**Task brief**: Your job is to report every line of the entries that has "number".

Segment Start: Input data

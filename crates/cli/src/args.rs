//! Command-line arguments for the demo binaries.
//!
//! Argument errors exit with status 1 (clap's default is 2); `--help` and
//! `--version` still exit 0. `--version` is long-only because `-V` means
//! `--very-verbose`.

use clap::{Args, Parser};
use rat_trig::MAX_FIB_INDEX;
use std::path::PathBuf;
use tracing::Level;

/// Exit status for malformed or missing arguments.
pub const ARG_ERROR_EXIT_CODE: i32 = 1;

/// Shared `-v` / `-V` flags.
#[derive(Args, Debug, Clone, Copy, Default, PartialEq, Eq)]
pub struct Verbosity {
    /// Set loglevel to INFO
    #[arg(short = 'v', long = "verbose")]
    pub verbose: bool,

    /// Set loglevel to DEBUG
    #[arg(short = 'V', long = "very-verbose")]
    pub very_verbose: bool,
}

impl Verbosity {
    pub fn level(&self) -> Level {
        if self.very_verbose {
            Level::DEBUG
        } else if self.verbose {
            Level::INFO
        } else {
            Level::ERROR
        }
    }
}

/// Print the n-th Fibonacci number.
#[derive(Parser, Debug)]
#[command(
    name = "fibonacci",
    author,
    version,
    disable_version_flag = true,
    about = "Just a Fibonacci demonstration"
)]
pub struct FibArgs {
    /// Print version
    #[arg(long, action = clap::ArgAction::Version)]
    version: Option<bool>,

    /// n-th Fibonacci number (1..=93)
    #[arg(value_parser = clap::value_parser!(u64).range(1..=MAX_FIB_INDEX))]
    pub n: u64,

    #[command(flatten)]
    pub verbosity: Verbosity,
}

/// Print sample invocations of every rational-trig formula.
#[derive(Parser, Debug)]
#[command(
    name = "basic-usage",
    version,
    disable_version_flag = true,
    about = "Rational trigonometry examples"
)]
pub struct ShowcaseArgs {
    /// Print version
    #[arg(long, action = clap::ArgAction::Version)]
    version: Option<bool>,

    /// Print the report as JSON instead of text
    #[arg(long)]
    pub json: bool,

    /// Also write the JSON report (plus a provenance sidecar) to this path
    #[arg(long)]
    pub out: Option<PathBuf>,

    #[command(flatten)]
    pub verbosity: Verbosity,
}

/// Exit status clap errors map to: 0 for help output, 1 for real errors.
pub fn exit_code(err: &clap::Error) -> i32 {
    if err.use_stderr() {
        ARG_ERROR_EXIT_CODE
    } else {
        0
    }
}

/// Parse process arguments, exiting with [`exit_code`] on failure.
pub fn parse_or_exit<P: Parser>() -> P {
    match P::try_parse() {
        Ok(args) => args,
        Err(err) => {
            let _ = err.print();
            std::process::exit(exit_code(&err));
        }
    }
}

Segment End: Input data

**Result of the task**:
/// Print the n-th Fibonacci number.
    /// n-th Fibonacci number (1..=93)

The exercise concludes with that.